▸ **AIM OF THE EXERCISE**: Return every record below exactly as written.

▸ **DATASET**:
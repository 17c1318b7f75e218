use super::{
    Session,
    handler::{
        ChatsCommand, ClearCommand, DeselectCommand, DumpCommand, HelpCommand, LoadingCommand,
        MessageCommand, ModelCommand, ModelsCommand, ProvidersCommand, QuitCommand,
        RemoveCommand, RenameCommand, RespondCommand, SelectCommand, SetCommand,
        SettingsCommand, ShowCommand,
    },
    registry::CommandRegistry,
};
use crate::core::error::StateError;
use crate::types::Message;
use std::sync::Arc;
use tracing::debug;

#[derive(Clone)]
pub struct CommandDispatcher {
    registry: Arc<CommandRegistry>,
}

impl CommandDispatcher {
    pub fn new(registry: Arc<CommandRegistry>) -> Self {
        Self { registry }
    }

    pub fn execute(
        &self,
        command: &str,
        args: &str,
        session: &mut Session,
    ) -> Result<Option<String>, StateError> {
        self.registry.execute(command, args, session)
    }

    pub fn get_command_names(&self) -> Vec<String> {
        self.registry.get_command_names()
    }

    /// Runs one console line. Blank lines and `#` comments do nothing;
    /// a line without a leading `/` is added as a user message.
    pub fn execute_line(
        &self,
        line: &str,
        session: &mut Session,
    ) -> Result<Option<String>, StateError> {
        let line = line.trim();
        if line.is_empty() || line.starts_with('#') {
            return Ok(None);
        }

        let Some(command_line) = line.strip_prefix('/') else {
            session.state.add_message(Message::user(line));
            return Ok(None);
        };

        let (command, args) = match command_line.split_once(char::is_whitespace) {
            Some((command, args)) => (command, args.trim()),
            None => (command_line, ""),
        };
        debug!(command, "dispatching console command");
        self.execute(command, args, session)
    }
}

pub fn create_command_registry() -> CommandDispatcher {
    let mut registry = CommandRegistry::new();

    registry.register("quit", QuitCommand);
    registry.register("help", HelpCommand);
    registry.register("models", ModelsCommand);
    registry.register("providers", ProvidersCommand);
    registry.register("settings", SettingsCommand);
    registry.register("set", SetCommand);
    registry.register("chats", ChatsCommand);
    registry.register("select", SelectCommand);
    registry.register("deselect", DeselectCommand);
    registry.register("loading", LoadingCommand);
    registry.register("message", MessageCommand);
    registry.register("respond", RespondCommand);
    registry.register("clear", ClearCommand);
    registry.register("rename", RenameCommand);
    registry.register("remove", RemoveCommand);
    registry.register("model", ModelCommand);
    registry.register("show", ShowCommand);
    registry.register("dump", DumpCommand);

    CommandDispatcher::new(Arc::new(registry))
}

#[cfg(test)]
mod tests {
    use super::*;
    use crate::config::Config;
    use crate::state::AppState;
    use crate::store::Readable;
    use crate::types::Role;

    fn session() -> Session {
        Session::new(AppState::new(), &Config::default())
    }

    #[test]
    fn test_plain_line_becomes_user_message() {
        let dispatcher = create_command_registry();
        let mut session = session();

        dispatcher.execute_line("hello there", &mut session).unwrap();

        let messages = session.state.chat_state().get().current_messages;
        assert_eq!(messages.len(), 1);
        assert_eq!(messages[0].role, Role::User);
        assert_eq!(messages[0].content, "hello there");
    }

    #[test]
    fn test_comments_and_blank_lines_are_skipped() {
        let dispatcher = create_command_registry();
        let mut session = session();

        assert!(dispatcher.execute_line("   ", &mut session).unwrap().is_none());
        assert!(dispatcher.execute_line("# note", &mut session).unwrap().is_none());
        assert!(session.state.chat_state().with(|s| s.current_messages.is_empty()));
    }

    #[test]
    fn test_unknown_command() {
        let dispatcher = create_command_registry();
        let mut session = session();

        let err = dispatcher.execute_line("/frobnicate", &mut session).unwrap_err();
        assert_eq!(err.to_string(), "Unknown command: /frobnicate");
    }

    #[test]
    fn test_quit_stops_session() {
        let dispatcher = create_command_registry();
        let mut session = session();

        dispatcher.execute_line("/quit", &mut session).unwrap();
        assert!(!session.should_continue);
    }

    #[test]
    fn test_loading_then_respond() {
        let dispatcher = create_command_registry();
        let mut session = session();

        dispatcher.execute_line("/loading on", &mut session).unwrap();
        dispatcher.execute_line("question", &mut session).unwrap();
        dispatcher.execute_line("/message animate", &mut session).unwrap();
        assert!(session.state.is_waiting_for_response().get());

        dispatcher.execute_line("/respond answer", &mut session).unwrap();
        dispatcher.execute_line("/loading off", &mut session).unwrap();
        let messages = session.state.chat_state().get().current_messages;
        assert_eq!(messages.len(), 2);
        assert_eq!(messages[1].role, Role::Assistant);
        assert_eq!(messages[1].content, "answer");
        assert!(!session.state.chat_state().get().is_loading);
        assert!(!session.state.is_waiting_for_response().get());
    }

    #[test]
    fn test_preferred_model_selected_when_models_arrive() {
        let dispatcher = create_command_registry();
        let config = Config {
            preferred_model: Some("openai/gpt-4o".to_string()),
            ..Config::default()
        };
        let mut session = Session::new(AppState::new(), &config);

        let output = dispatcher
            .execute_line(
                r#"/models [{"provider_name":"openai","model_name":"gpt-4o"}]"#,
                &mut session,
            )
            .unwrap()
            .unwrap();

        assert!(output.contains("selected openai/gpt-4o"));
        let selected = session.state.selected_model().get().unwrap();
        assert_eq!(selected.model_name, "gpt-4o");
    }

    #[test]
    fn test_select_with_messages() {
        let dispatcher = create_command_registry();
        let mut session = session();

        dispatcher
            .execute_line(
                r#"/select c1 [{"role":"user","content":"hi"},{"role":"assistant","content":"yo"}]"#,
                &mut session,
            )
            .unwrap();

        let chat = session.state.chat_state().get();
        assert_eq!(chat.selected_chat_id.as_deref(), Some("c1"));
        assert_eq!(chat.current_messages.len(), 2);
    }

    #[test]
    fn test_bad_payload_is_input_error() {
        let dispatcher = create_command_registry();
        let mut session = session();

        let err = dispatcher.execute_line("/models not-json", &mut session).unwrap_err();
        assert!(matches!(err, StateError::Input(_)));
        let err = dispatcher.execute_line("/settings 42", &mut session).unwrap_err();
        assert!(matches!(err, StateError::Input(_)));
        let err = dispatcher.execute_line("/message robot hi", &mut session).unwrap_err();
        assert!(matches!(err, StateError::Input(_)));
    }

    #[test]
    fn test_set_before_settings_loaded_is_ignored() {
        let dispatcher = create_command_registry();
        let mut session = session();

        let output = dispatcher.execute_line(r#"/set {"theme":"dark"}"#, &mut session).unwrap();
        assert_eq!(output.as_deref(), Some("Settings not loaded yet; update ignored"));
        assert!(session.state.settings().get().is_none());

        dispatcher.execute_line(r#"/settings {"theme":"light","font":12}"#, &mut session).unwrap();
        let output = dispatcher.execute_line(r#"/set {"theme":"dark"}"#, &mut session).unwrap();
        assert_eq!(output.as_deref(), Some("Updated 1 setting(s)"));
        let settings = session.state.settings().get().unwrap();
        assert_eq!(settings["theme"], "dark");
        assert_eq!(settings["font"], 12);
    }
}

▸ **TASK OUTPUT**:
repository 17c1318b7f75e218
use super::{
    Session,
    handler::{
        ChatsCommand, ClearCommand, DeselectCommand, DumpCommand, HelpCommand, LoadingCommand,
        MessageCommand, ModelCommand, ModelsCommand, ProvidersCommand, QuitCommand,
        RemoveCommand, RenameCommand, RespondCommand, SelectCommand, SetCommand,
        SettingsCommand, ShowCommand,
    },
    registry::CommandRegistry,
};
use crate::core::error::StateError;
use crate::types::Message;
use std::sync::Arc;
use tracing::debug;

#[derive(Clone)]
pub struct CommandDispatcher {
    registry: Arc<CommandRegistry>,
}

impl CommandDispatcher {
    pub fn new(registry: Arc<CommandRegistry>) -> Self {
        Self { registry }
    }

    pub fn execute(
        &self,
        command: &str,
        args: &str,
        session: &mut Session,
    ) -> Result<Option<String>, StateError> {
        self.registry.execute(command, args, session)
    }

    pub fn get_command_names(&self) -> Vec<String> {
        self.registry.get_command_names()
    }

    /// Runs one console line. Blank lines and `#` comments do nothing;
    /// a line without a leading `/` is added as a user message.
    pub fn execute_line(
        &self,
        line: &str,
        session: &mut Session,
    ) -> Result<Option<String>, StateError> {
        let line = line.trim();
        if line.is_empty() || line.starts_with('#') {
            return Ok(None);
        }

        let Some(command_line) = line.strip_prefix('/') else {
            session.state.add_message(Message::user(line));
            return Ok(None);
        };

        let (command, args) = match command_line.split_once(char::is_whitespace) {
            Some((command, args)) => (command, args.trim()),
            None => (command_line, ""),
        };
        debug!(command, "dispatching console command");
        self.execute(command, args, session)
    }
}

pub fn create_command_registry() -> CommandDispatcher {
    let mut registry = CommandRegistry::new();

    registry.register("quit", QuitCommand);
    registry.register("help", HelpCommand);
    registry.register("models", ModelsCommand);
    registry.register("providers", ProvidersCommand);
    registry.register("settings", SettingsCommand);
    registry.register("set", SetCommand);
    registry.register("chats", ChatsCommand);
    registry.register("select", SelectCommand);
    registry.register("deselect", DeselectCommand);
    registry.register("loading", LoadingCommand);
    registry.register("message", MessageCommand);
    registry.register("respond", RespondCommand);
    registry.register("clear", ClearCommand);
    registry.register("rename", RenameCommand);
    registry.register("remove", RemoveCommand);
    registry.register("model", ModelCommand);
    registry.register("show", ShowCommand);
    registry.register("dump", DumpCommand);

    CommandDispatcher::new(Arc::new(registry))
}

#[cfg(test)]
mod tests {
    use super::*;
    use crate::config::Config;
    use crate::state::AppState;
    use crate::store::Readable;
    use crate::types::Role;

    fn session() -> Session {
        Session::new(AppState::new(), &Config::default())
    }

    #[test]
    fn test_plain_line_becomes_user_message() {
        let dispatcher = create_command_registry();
        let mut session = session();

        dispatcher.execute_line("hello there", &mut session).unwrap();

        let messages = session.state.chat_state().get().current_messages;
        assert_eq!(messages.len(), 1);
        assert_eq!(messages[0].role, Role::User);
        assert_eq!(messages[0].content, "hello there");
    }

    #[test]
    fn test_comments_and_blank_lines_are_skipped() {
        let dispatcher = create_command_registry();
        let mut session = session();

        assert!(dispatcher.execute_line("   ", &mut session).unwrap().is_none());
        assert!(dispatcher.execute_line("# note", &mut session).unwrap().is_none());
        assert!(session.state.chat_state().with(|s| s.current_messages.is_empty()));
    }

    #[test]
    fn test_unknown_command() {
        let dispatcher = create_command_registry();
        let mut session = session();

        let err = dispatcher.execute_line("/frobnicate", &mut session).unwrap_err();
        assert_eq!(err.to_string(), "Unknown command: /frobnicate");
    }

    #[test]
    fn test_quit_stops_session() {
        let dispatcher = create_command_registry();
        let mut session = session();

        dispatcher.execute_line("/quit", &mut session).unwrap();
        assert!(!session.should_continue);
    }

    #[test]
    fn test_loading_then_respond() {
        let dispatcher = create_command_registry();
        let mut session = session();

        dispatcher.execute_line("/loading on", &mut session).unwrap();
        dispatcher.execute_line("question", &mut session).unwrap();
        dispatcher.execute_line("/message animate", &mut session).unwrap();
        assert!(session.state.is_waiting_for_response().get());

        dispatcher.execute_line("/respond answer", &mut session).unwrap();
        dispatcher.execute_line("/loading off", &mut session).unwrap();
        let messages = session.state.chat_state().get().current_messages;
        assert_eq!(messages.len(), 2);
        assert_eq!(messages[1].role, Role::Assistant);
        assert_eq!(messages[1].content, "answer");
        assert!(!session.state.chat_state().get().is_loading);
        assert!(!session.state.is_waiting_for_response().get());
    }

    #[test]
    fn test_preferred_model_selected_when_models_arrive() {
        let dispatcher = create_command_registry();
        let config = Config {
            preferred_model: Some("openai/gpt-4o".to_string()),
            ..Config::default()
        };
        let mut session = Session::new(AppState::new(), &config);

        let output = dispatcher
            .execute_line(
                r#"/models [{"provider_name":"openai","model_name":"gpt-4o"}]"#,
                &mut session,
            )
            .unwrap()
            .unwrap();

        assert!(output.contains("selected openai/gpt-4o"));
        let selected = session.state.selected_model().get().unwrap();
        assert_eq!(selected.model_name, "gpt-4o");
    }

    #[test]
    fn test_select_with_messages() {
        let dispatcher = create_command_registry();
        let mut session = session();

        dispatcher
            .execute_line(
                r#"/select c1 [{"role":"user","content":"hi"},{"role":"assistant","content":"yo"}]"#,
                &mut session,
            )
            .unwrap();

        let chat = session.state.chat_state().get();
        assert_eq!(chat.selected_chat_id.as_deref(), Some("c1"));
        assert_eq!(chat.current_messages.len(), 2);
    }

    #[test]
    fn test_bad_payload_is_input_error() {
        let dispatcher = create_command_registry();
        let mut session = session();

        let err = dispatcher.execute_line("/models not-json", &mut session).unwrap_err();
        assert!(matches!(err, StateError::Input(_)));
        let err = dispatcher.execute_line("/settings 42", &mut session).unwrap_err();
        assert!(matches!(err, StateError::Input(_)));
        let err = dispatcher.execute_line("/message robot hi", &mut session).unwrap_err();
        assert!(matches!(err, StateError::Input(_)));
    }

    #[test]
    fn test_set_before_settings_loaded_is_ignored() {
        let dispatcher = create_command_registry();
        let mut session = session();

        let output = dispatcher.execute_line(r#"/set {"theme":"dark"}"#, &mut session).unwrap();
        assert_eq!(output.as_deref(), Some("Settings not loaded yet; update ignored"));
        assert!(session.state.settings().get().is_none());

        dispatcher.execute_line(r#"/settings {"theme":"light","font":12}"#, &mut session).unwrap();
        let output = dispatcher.execute_line(r#"/set {"theme":"dark"}"#, &mut session).unwrap();
        assert_eq!(output.as_deref(), Some("Updated 1 setting(s)"));
        let settings = session.state.settings().get().unwrap();
        assert_eq!(settings["theme"], "dark");
        assert_eq!(settings["font"], 12);
    }
}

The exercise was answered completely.